**THE DATA**
Start of Block
//! Placeholder rendering: positional `?` → inline literals or typed named parameters.

mod literal;
mod named;
mod parsers;
mod scanner;

use crate::error::SqlMiddlewareDbError;
use crate::types::RowValues;

pub use literal::{escape_string, render_literal};
pub use named::{NamedParams, infer_type, param_name, typed_token};

use scanner::placeholder_offsets;

/// SQL whose placeholders have all been resolved in one style.
#[derive(Debug, Clone, PartialEq)]
pub enum RenderedQuery {
    /// Every placeholder replaced by a literal.
    Inline(String),
    /// Every placeholder replaced by a `{name:Type}` token bound in `params`.
    Named { sql: String, params: NamedParams },
}

impl RenderedQuery {
    #[must_use]
    pub fn sql(&self) -> &str {
        match self {
            RenderedQuery::Inline(sql) | RenderedQuery::Named { sql, .. } => sql,
        }
    }

    #[must_use]
    pub fn params(&self) -> Option<&NamedParams> {
        match self {
            RenderedQuery::Inline(_) => None,
            RenderedQuery::Named { params, .. } => Some(params),
        }
    }
}

fn substitute<F>(
    sql: &str,
    params: &[RowValues],
    mut replace: F,
) -> Result<String, SqlMiddlewareDbError>
where
    F: FnMut(usize, &RowValues) -> Result<String, SqlMiddlewareDbError>,
{
    let offsets = placeholder_offsets(sql);
    if offsets.len() != params.len() {
        return Err(SqlMiddlewareDbError::ParameterError(format!(
            "statement has {} placeholders but {} parameters were bound",
            offsets.len(),
            params.len()
        )));
    }

    let mut out = String::with_capacity(sql.len() + params.len() * 8);
    let mut last = 0;
    for (index, (offset, value)) in offsets.into_iter().zip(params).enumerate() {
        out.push_str(&sql[last..offset]);
        out.push_str(&replace(index, value)?);
        last = offset + 1;
    }
    out.push_str(&sql[last..]);
    Ok(out)
}

/// Replace each `?` with the literal form of the parameter at the same position.
///
/// ```rust
/// use clickhouse_middleware::prelude::*;
///
/// let sql = render_inline(
///     "select * from t where id = ? and name = ?",
///     &[RowValues::Int(1), RowValues::Text("O'Brien".into())],
/// )?;
/// assert_eq!(sql, r"select * from t where id = 1 and name = 'O\'Brien'");
/// # Ok::<(), SqlMiddlewareDbError>(())
/// ```
///
/// # Errors
/// Returns `SqlMiddlewareDbError::ParameterError` when the placeholder and parameter counts
/// differ, and `SqlMiddlewareDbError::RenderingError` for a value with no literal form.
pub fn render_inline(sql: &str, params: &[RowValues]) -> Result<String, SqlMiddlewareDbError> {
    substitute(sql, params, |_, value| render_literal(value))
}

/// Replace each `?` with a typed named token and collect the bindings.
///
/// # Errors
/// Returns `SqlMiddlewareDbError::ParameterError` when the placeholder and parameter counts
/// differ.
pub fn render_named(
    sql: &str,
    params: &[RowValues],
) -> Result<(String, NamedParams), SqlMiddlewareDbError> {
    let mut named = NamedParams::new();
    let rendered = substitute(sql, params, |index, value| {
        let name = param_name(index);
        let token = typed_token(&name, value);
        named.insert(name, value.clone());
        Ok(token)
    })?;
    Ok((rendered, named))
}

/// Render for inline execution.
///
/// # Errors
/// See [`render_inline`].
pub fn inline(sql: &str, params: &[RowValues]) -> Result<RenderedQuery, SqlMiddlewareDbError> {
    render_inline(sql, params).map(RenderedQuery::Inline)
}

/// Render for bound execution with named parameters.
///
/// # Errors
/// See [`render_named`].
pub fn named(sql: &str, params: &[RowValues]) -> Result<RenderedQuery, SqlMiddlewareDbError> {
    render_named(sql, params).map(|(sql, params)| RenderedQuery::Named { sql, params })
}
End of Block
**TASK DESCRIPTION**
Please copy each line of the records above in which the word "self" can be found.

**WRITTEN RESPONSE**
    pub fn sql(&self) -> &str {
        match self {
    pub fn params(&self) -> Option<&NamedParams> {
        match self {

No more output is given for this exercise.